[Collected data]
########################################

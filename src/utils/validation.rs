use crate::utils::error::{SimError, Result};

pub trait Validate {
    fn validate(&self) -> Result<()>;
}

pub fn validate_positive_number(field_name: &str, value: u64, min_value: u64) -> Result<()> {
    if value < min_value {
        return Err(SimError::invalid_value(
            field_name,
            value,
            format!("Value must be at least {}", min_value),
        ));
    }
    Ok(())
}

pub fn validate_range<T: PartialOrd + std::fmt::Display + Copy>(
    field_name: &str,
    value: T,
    min: T,
    max: T,
) -> Result<()> {
    if value < min || value > max {
        return Err(SimError::invalid_value(
            field_name,
            value,
            format!("Value must be between {} and {}", min, max),
        ));
    }
    Ok(())
}

pub fn validate_one_of(field_name: &str, value: &str, allowed: &[&str]) -> Result<()> {
    if !allowed.contains(&value) {
        return Err(SimError::invalid_value(
            field_name,
            value,
            format!("Unsupported value. Valid values: {}", allowed.join(", ")),
        ));
    }
    Ok(())
}

pub fn validate_required_field<'a, T>(field_name: &str, value: &'a Option<T>) -> Result<&'a T> {
    value.as_ref().ok_or_else(|| SimError::MissingConfigError {
        field: field_name.to_string(),
    })
}

/// 群組大小必須介於 1 與應用程式設定的上限之間
pub fn validate_group_size(field_name: &str, group_size: usize, max_group_size: usize) -> Result<()> {
    validate_positive_number("max_group_size", max_group_size as u64, 1)?;
    validate_range(field_name, group_size, 1, max_group_size)
}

########################################

**What you will do:**
Keeping every word in place, restate the entries above.

**Task result:**
filename src/utils/validation.rs
use crate::utils::error::{SimError, Result};

pub trait Validate {
    fn validate(&self) -> Result<()>;
}

pub fn validate_positive_number(field_name: &str, value: u64, min_value: u64) -> Result<()> {
    if value < min_value {
        return Err(SimError::invalid_value(
            field_name,
            value,
            format!("Value must be at least {}", min_value),
        ));
    }
    Ok(())
}

pub fn validate_range<T: PartialOrd + std::fmt::Display + Copy>(
    field_name: &str,
    value: T,
    min: T,
    max: T,
) -> Result<()> {
    if value < min || value > max {
        return Err(SimError::invalid_value(
            field_name,
            value,
            format!("Value must be between {} and {}", min, max),
        ));
    }
    Ok(())
}

pub fn validate_one_of(field_name: &str, value: &str, allowed: &[&str]) -> Result<()> {
    if !allowed.contains(&value) {
        return Err(SimError::invalid_value(
            field_name,
            value,
            format!("Unsupported value. Valid values: {}", allowed.join(", ")),
        ));
    }
    Ok(())
}

pub fn validate_required_field<'a, T>(field_name: &str, value: &'a Option<T>) -> Result<&'a T> {
    value.as_ref().ok_or_else(|| SimError::MissingConfigError {
        field: field_name.to_string(),
    })
}

/// 群組大小必須介於 1 與應用程式設定的上限之間
pub fn validate_group_size(field_name: &str, group_size: usize, max_group_size: usize) -> Result<()> {
    validate_positive_number("max_group_size", max_group_size as u64, 1)?;
    validate_range(field_name, group_size, 1, max_group_size)
}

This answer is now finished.